### Exercise objective
Extract all lines from the data beneath that include the word "Output".

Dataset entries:
>>>>
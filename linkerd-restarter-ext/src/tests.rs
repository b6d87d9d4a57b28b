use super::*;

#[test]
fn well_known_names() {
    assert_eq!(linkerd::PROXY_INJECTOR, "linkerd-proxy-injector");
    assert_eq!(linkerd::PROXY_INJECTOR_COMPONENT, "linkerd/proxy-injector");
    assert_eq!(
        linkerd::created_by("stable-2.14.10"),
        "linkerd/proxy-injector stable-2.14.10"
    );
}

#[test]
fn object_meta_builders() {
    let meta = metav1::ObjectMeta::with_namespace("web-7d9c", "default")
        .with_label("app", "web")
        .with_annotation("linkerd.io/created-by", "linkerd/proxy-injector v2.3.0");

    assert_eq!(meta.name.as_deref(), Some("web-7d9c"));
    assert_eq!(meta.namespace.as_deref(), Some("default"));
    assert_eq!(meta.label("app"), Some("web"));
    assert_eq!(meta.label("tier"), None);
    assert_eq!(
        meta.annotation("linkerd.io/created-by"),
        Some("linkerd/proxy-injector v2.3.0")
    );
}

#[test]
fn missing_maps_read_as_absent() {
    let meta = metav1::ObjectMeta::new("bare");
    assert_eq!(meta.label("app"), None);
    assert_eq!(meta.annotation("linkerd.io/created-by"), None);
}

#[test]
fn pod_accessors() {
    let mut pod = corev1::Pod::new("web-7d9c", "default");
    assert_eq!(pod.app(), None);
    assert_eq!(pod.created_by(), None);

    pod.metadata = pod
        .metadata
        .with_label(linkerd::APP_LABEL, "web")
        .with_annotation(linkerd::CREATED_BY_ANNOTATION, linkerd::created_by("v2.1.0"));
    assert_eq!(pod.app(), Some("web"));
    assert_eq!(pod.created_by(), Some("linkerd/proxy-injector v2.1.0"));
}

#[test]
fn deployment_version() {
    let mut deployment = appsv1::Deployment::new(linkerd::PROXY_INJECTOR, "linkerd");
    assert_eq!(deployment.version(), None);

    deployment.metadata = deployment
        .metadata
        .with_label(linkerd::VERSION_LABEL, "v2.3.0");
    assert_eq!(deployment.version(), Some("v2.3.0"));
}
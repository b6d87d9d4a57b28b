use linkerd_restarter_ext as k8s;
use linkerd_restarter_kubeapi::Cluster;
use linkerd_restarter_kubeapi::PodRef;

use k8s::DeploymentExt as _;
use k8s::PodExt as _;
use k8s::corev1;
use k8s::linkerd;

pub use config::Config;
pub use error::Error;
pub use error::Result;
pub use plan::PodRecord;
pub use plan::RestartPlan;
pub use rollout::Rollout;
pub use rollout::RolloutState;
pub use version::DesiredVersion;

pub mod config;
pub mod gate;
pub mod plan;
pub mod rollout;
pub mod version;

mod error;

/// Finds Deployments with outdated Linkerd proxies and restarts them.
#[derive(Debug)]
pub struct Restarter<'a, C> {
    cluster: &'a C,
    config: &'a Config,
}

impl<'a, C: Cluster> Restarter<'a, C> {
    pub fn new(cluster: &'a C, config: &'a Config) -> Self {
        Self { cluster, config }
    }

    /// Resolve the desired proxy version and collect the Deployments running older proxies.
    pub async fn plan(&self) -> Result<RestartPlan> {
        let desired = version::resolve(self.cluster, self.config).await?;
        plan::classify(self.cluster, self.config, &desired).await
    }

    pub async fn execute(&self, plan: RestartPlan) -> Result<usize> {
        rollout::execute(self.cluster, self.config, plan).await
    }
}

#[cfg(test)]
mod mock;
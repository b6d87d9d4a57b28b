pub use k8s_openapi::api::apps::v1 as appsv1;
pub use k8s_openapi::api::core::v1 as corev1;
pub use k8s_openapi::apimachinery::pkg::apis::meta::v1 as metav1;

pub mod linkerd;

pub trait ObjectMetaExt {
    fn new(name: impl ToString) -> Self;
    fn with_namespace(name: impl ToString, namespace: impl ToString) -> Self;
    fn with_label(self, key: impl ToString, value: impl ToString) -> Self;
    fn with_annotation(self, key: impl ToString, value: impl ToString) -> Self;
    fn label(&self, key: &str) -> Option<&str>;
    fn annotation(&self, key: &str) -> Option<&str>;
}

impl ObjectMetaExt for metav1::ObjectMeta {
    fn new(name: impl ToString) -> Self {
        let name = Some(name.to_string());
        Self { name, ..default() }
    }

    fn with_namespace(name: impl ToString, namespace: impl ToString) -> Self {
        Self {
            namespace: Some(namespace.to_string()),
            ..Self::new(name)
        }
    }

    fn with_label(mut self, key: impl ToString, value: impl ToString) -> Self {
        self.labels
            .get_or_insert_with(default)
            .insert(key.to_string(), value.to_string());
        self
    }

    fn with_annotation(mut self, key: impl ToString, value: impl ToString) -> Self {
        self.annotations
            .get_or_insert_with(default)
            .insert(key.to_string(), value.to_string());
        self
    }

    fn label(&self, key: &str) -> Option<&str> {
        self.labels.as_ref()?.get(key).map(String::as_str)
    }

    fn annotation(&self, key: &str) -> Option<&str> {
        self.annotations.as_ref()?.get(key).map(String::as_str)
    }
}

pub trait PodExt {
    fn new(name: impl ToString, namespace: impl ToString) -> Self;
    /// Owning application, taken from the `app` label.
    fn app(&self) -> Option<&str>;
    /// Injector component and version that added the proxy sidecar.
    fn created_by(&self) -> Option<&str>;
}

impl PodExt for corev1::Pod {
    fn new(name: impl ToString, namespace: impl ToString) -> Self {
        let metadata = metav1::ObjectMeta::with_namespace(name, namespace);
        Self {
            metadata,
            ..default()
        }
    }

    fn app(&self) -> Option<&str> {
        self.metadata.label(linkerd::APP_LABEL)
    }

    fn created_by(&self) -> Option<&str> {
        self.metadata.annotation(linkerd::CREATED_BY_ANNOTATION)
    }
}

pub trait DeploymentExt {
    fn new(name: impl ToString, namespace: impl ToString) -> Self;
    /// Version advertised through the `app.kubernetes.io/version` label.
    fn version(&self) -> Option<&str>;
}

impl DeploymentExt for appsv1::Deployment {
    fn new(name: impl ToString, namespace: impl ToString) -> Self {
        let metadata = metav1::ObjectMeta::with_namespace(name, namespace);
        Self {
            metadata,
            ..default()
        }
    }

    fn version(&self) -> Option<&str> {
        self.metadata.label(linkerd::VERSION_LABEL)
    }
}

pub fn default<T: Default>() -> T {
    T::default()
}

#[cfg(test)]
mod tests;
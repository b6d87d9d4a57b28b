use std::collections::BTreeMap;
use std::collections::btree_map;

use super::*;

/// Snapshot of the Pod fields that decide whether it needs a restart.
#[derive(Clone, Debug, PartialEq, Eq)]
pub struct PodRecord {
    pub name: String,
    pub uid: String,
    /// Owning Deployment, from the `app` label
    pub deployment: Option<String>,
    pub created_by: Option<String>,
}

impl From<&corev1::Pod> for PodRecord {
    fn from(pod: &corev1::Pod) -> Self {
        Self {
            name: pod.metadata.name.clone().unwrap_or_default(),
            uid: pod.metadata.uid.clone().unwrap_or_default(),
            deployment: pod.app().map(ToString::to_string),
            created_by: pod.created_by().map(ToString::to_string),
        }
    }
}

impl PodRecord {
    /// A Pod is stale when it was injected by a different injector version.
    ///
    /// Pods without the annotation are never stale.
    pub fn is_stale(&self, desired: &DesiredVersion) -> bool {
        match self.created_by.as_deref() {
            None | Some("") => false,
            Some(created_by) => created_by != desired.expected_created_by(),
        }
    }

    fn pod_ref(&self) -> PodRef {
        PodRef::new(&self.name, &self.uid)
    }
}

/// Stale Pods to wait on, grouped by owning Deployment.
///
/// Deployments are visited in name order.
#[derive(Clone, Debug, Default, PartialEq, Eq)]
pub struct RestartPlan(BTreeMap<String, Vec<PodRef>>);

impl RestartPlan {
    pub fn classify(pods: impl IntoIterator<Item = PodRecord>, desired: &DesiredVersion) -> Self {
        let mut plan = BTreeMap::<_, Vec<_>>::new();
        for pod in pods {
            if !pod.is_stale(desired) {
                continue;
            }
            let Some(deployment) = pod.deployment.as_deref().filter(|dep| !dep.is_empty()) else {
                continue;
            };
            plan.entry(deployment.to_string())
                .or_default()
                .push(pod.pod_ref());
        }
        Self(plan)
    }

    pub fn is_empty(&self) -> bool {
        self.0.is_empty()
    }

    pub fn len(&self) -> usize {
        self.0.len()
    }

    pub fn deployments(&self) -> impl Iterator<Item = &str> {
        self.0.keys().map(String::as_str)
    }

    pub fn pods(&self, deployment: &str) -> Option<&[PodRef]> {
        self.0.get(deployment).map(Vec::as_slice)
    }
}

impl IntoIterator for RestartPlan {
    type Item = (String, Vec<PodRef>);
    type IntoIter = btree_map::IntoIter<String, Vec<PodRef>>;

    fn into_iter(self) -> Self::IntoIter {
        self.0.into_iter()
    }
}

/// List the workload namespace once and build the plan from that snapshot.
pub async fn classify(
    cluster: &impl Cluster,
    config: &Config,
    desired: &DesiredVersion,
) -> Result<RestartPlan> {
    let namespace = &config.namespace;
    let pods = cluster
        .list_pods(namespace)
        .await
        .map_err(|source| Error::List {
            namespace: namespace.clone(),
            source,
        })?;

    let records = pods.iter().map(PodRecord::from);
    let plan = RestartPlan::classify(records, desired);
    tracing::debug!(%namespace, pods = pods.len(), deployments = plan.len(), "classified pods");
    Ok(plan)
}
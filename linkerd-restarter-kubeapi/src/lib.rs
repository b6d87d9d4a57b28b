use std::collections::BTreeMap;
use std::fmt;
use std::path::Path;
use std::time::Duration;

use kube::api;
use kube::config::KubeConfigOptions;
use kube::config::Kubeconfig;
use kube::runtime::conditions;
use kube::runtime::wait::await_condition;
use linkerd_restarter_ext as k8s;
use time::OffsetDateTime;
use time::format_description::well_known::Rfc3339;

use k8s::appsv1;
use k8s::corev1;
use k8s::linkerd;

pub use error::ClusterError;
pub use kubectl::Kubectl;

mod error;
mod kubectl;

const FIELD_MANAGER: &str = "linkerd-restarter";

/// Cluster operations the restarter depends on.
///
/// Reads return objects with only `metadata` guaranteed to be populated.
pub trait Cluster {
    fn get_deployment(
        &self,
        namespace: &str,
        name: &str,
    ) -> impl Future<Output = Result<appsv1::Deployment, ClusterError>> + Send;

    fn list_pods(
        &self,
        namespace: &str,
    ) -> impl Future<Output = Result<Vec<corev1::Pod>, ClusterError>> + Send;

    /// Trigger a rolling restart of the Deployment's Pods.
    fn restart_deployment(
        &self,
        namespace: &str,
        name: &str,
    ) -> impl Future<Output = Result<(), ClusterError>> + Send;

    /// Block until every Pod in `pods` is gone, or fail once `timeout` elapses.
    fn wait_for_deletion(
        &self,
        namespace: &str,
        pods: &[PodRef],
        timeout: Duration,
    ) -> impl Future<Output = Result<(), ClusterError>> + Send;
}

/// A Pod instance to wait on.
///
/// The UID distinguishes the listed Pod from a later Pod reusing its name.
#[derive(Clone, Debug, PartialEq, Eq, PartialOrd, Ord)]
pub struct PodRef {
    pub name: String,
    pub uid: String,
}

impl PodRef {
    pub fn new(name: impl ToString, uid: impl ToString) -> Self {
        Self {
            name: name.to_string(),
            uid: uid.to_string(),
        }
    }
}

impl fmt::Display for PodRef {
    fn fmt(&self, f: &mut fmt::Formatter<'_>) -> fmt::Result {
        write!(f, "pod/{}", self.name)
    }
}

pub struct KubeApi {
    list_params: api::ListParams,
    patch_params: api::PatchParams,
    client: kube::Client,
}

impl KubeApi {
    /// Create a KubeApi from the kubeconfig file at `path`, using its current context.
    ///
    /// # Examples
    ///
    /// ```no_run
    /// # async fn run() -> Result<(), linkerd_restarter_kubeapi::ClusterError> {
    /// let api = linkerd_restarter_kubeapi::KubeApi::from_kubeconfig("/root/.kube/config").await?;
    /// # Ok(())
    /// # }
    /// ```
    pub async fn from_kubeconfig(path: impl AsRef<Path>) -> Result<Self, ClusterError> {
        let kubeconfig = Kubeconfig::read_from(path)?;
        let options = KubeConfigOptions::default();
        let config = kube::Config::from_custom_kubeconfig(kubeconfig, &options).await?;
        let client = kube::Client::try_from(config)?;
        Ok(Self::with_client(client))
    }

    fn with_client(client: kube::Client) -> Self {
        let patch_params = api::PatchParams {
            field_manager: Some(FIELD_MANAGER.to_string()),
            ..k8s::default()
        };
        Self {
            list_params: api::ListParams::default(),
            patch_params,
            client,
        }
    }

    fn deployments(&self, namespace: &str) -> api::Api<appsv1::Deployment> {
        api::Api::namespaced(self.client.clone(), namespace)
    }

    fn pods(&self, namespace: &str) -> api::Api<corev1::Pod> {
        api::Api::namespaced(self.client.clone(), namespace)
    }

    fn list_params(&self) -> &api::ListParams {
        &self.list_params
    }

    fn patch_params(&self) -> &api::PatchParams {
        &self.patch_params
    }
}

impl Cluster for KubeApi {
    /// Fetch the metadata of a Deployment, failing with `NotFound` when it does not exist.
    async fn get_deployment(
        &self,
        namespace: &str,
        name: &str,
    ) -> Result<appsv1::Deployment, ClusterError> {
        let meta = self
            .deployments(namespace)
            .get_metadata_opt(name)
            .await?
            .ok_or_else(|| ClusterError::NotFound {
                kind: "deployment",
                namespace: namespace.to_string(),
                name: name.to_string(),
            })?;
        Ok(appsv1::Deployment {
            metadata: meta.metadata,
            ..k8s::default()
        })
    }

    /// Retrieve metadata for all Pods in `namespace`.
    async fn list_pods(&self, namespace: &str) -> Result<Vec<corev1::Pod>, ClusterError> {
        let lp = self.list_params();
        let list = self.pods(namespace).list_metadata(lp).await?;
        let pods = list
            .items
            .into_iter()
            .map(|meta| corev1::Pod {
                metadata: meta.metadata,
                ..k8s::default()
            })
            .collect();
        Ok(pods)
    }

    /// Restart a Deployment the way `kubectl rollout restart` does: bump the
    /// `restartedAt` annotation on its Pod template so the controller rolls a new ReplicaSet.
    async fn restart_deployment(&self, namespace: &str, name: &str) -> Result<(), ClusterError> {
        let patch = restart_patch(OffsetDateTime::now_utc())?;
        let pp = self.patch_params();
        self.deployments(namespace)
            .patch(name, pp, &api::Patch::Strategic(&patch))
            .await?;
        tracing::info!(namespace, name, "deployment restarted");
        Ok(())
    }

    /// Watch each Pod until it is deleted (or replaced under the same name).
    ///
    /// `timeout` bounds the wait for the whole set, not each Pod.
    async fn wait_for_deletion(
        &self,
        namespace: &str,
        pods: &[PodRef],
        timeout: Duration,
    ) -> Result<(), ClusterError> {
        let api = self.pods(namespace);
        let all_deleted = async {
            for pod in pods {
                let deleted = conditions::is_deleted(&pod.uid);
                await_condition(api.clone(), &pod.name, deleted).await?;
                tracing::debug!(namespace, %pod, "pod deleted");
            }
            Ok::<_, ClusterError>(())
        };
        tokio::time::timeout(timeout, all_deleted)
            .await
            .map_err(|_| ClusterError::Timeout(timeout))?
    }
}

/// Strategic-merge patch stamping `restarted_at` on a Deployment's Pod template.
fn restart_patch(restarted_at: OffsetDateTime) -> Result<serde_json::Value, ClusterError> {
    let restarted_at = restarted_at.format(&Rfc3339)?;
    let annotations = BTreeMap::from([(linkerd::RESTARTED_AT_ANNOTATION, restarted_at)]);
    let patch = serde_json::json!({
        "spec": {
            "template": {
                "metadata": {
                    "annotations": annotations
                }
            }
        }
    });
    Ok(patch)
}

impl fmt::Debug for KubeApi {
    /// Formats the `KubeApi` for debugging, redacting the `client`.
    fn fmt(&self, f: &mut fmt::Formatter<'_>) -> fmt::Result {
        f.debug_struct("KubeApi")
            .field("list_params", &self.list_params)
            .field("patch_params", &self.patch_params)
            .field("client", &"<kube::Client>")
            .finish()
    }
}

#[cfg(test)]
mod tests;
<<<<
### Result for this exercise
    ) -> impl Future<Output = Result<appsv1::Deployment, ClusterError>> + Send;
    ) -> impl Future<Output = Result<Vec<corev1::Pod>, ClusterError>> + Send;
    ) -> impl Future<Output = Result<(), ClusterError>> + Send;
    ) -> impl Future<Output = Result<(), ClusterError>> + Send;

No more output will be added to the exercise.